Les résultats de PISA 2023 viennent de tomber et l’enseignement des mathématiques en France traverse une grave crise, dont les facteurs sont multiples : choix politiques, idéologiques et pédagogiques contestables, difficultés à faire face à la massification de l’enseignement, désacralisation du statut de l’enseignant qui n’est plus la seule source d’accès aux contenus bruts (internet, Chapt Gpt), perte progressive du sens des enseignements dans la période moderne qui a vu arriver la spécialisation des disciplines, certes nécessaire, mais qui a produit un savoir morcelé, atomisé même, qui a perdu de son unité. La connaissance est maintenant trop souvent réduite à un outil, voire, comme les mathématiques, à un simple instrument de sélection, au détriment de son sens. Comment retrouver du goût et de la motivation dans ces conditions ? Francis Loret, lauréat du grand prix du Jury au Forum des enseignants innovants 2014, professeur agrégé de mathématiques et responsable du groupe Vulgarisation et Diffusion de la Culture Scientifique de l’IREM de Marseille nous propose son analyse quant à la situation des mathématiques et des pistes d’actions concrètes mises en œuvre dont le projet Mathéopolis.
Les mathématiques, une discipline difficile et exigeante à plusieurs titres
Cette discipline si particulière pose de multiples difficultés : elle confronte nos élèves au symbolisme et à la nécessité de construire des images mentales pertinentes de concepts fondamentalement abstraits.

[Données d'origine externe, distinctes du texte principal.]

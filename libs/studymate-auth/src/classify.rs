//! Failure classification at the gateway boundary.
//!
//! Every response or error is classified once; the rest of the gateway only
//! looks at the resulting [`FailureKind`].

use http::{Response, StatusCode};
use studymate_http::HttpError;

/// How a failed attempt is handled.
#[derive(Debug, Clone, Copy, PartialEq, Eq)]
pub enum FailureKind {
    /// Credentials were rejected; refresh and replay.
    Expired,
    /// Worth retrying at a higher level; propagated unchanged.
    Transient,
    /// Propagated unchanged.
    Fatal,
}

/// Set of statuses that mean "the session expired".
#[derive(Debug, Clone, PartialEq, Eq)]
pub struct ExpiryPolicy {
    statuses: Vec<StatusCode>,
}

impl Default for ExpiryPolicy {
    fn default() -> Self {
        Self {
            statuses: vec![StatusCode::UNAUTHORIZED, StatusCode::FORBIDDEN],
        }
    }
}

impl ExpiryPolicy {
    #[must_use]
    pub fn new(statuses: impl IntoIterator<Item = StatusCode>) -> Self {
        let mut statuses: Vec<StatusCode> = statuses.into_iter().collect();
        statuses.sort_unstable();
        statuses.dedup();
        Self { statuses }
    }

    #[must_use]
    pub fn statuses(&self) -> &[StatusCode] {
        &self.statuses
    }

    #[must_use]
    pub fn is_expiry(&self, status: StatusCode) -> bool {
        self.statuses.contains(&status)
    }

    /// Classify the outcome of one attempt. `None` means success.
    #[must_use]
    pub fn classify<B>(&self, outcome: &Result<Response<B>, HttpError>) -> Option<FailureKind> {
        match outcome {
            Ok(response) => self.classify_status(response.status()),
            Err(HttpError::HttpStatus { status, .. }) => {
                Some(self.classify_status(*status).unwrap_or(FailureKind::Fatal))
            }
            Err(
                HttpError::Timeout(_)
                | HttpError::Transport(_)
                | HttpError::Overloaded
                | HttpError::ServiceClosed,
            ) => Some(FailureKind::Transient),
            Err(_) => Some(FailureKind::Fatal),
        }
    }

    fn classify_status(&self, status: StatusCode) -> Option<FailureKind> {
        if status.is_success() || status.is_informational() || status.is_redirection() {
            None
        } else if self.is_expiry(status) {
            Some(FailureKind::Expired)
        } else if status == StatusCode::REQUEST_TIMEOUT
            || status == StatusCode::TOO_MANY_REQUESTS
            || status.is_server_error()
        {
            Some(FailureKind::Transient)
        } else {
            Some(FailureKind::Fatal)
        }
    }
}

#[cfg(test)]
#[cfg_attr(coverage_nightly, coverage(off))]
mod tests {
    use super::*;
    use std::time::Duration;

    fn status(code: u16) -> Result<Response<()>, HttpError> {
        Ok(Response::builder().status(code).body(()).unwrap())
    }

    #[test]
    fn default_policy_treats_401_and_403_alike() {
        let policy = ExpiryPolicy::default();
        assert_eq!(policy.classify(&status(401)), Some(FailureKind::Expired));
        assert_eq!(policy.classify(&status(403)), Some(FailureKind::Expired));
    }

    #[test]
    fn success_and_redirects_are_not_failures() {
        let policy = ExpiryPolicy::default();
        assert_eq!(policy.classify(&status(200)), None);
        assert_eq!(policy.classify(&status(204)), None);
        assert_eq!(policy.classify(&status(304)), None);
    }

    #[test]
    fn server_errors_are_transient() {
        let policy = ExpiryPolicy::default();
        for code in [408, 429, 500, 502, 503] {
            assert_eq!(
                policy.classify(&status(code)),
                Some(FailureKind::Transient),
                "{code}"
            );
        }
    }

    #[test]
    fn other_client_errors_are_fatal() {
        let policy = ExpiryPolicy::default();
        assert_eq!(policy.classify(&status(400)), Some(FailureKind::Fatal));
        assert_eq!(policy.classify(&status(404)), Some(FailureKind::Fatal));
    }

    #[test]
    fn custom_policy_narrows_expiry() {
        let policy = ExpiryPolicy::new([StatusCode::UNAUTHORIZED]);
        assert_eq!(policy.classify(&status(401)), Some(FailureKind::Expired));
        assert_eq!(policy.classify(&status(403)), Some(FailureKind::Fatal));
    }

    #[test]
    fn errors_are_classified() {
        let policy = ExpiryPolicy::default();
        let timeout: Result<Response<()>, _> = Err(HttpError::Timeout(Duration::from_secs(1)));
        assert_eq!(policy.classify(&timeout), Some(FailureKind::Transient));

        let overloaded: Result<Response<()>, _> = Err(HttpError::Overloaded);
        assert_eq!(policy.classify(&overloaded), Some(FailureKind::Transient));

        let forbidden: Result<Response<()>, _> = Err(HttpError::HttpStatus {
            status: StatusCode::FORBIDDEN,
            body_preview: String::new(),
            content_type: None,
        });
        assert_eq!(policy.classify(&forbidden), Some(FailureKind::Expired));

        let scheme: Result<Response<()>, _> = Err(HttpError::InvalidScheme {
            scheme: "ftp".into(),
            reason: "unsupported".into(),
        });
        assert_eq!(policy.classify(&scheme), Some(FailureKind::Fatal));
    }
}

Elle présuppose une maîtrise technique non négociable, qui s’appuie sur un travail de répétition continu et régulier. Elle apparaît souvent comme une discipline éloignée du réel et du vivant, car on y manipule un formalisme parfois hermétique, qui expose des concepts forgés par des savants morts pour la plupart depuis des siècles.
En parallèle, nos élèves sont sur-sollicités par une société trop souvent axée sur le plaisir immédiat, à en perdre le goût à l’effort. Prenons l’exemple de la musique, dont la finalité est pourtant le plaisir de jouer : il devient très difficile de convaincre un adolescent de faire des gammes et de travailler le solfège alors qu’un clavier relié à un ordinateur permet instantanément de « faire du son ». En conséquence, les adolescents non poussés par leurs parents désertent les conservatoires, remplis d’enfants de musiciens eux-mêmes. Il en va de même pour les mathématiques où, en terminale spécialité maths et plus encore en classe préparatoire, on trouve beaucoup d’élèves poussés dans le dos par des parents profs ou ingénieurs.
Travailler à contre-courant de cette tendance est une tache prométhéenne. Par quel bout prendre le problème ? Repartons du mot « savoir », qui vient du latin « sapere » qui signifie « goûter, savourer ».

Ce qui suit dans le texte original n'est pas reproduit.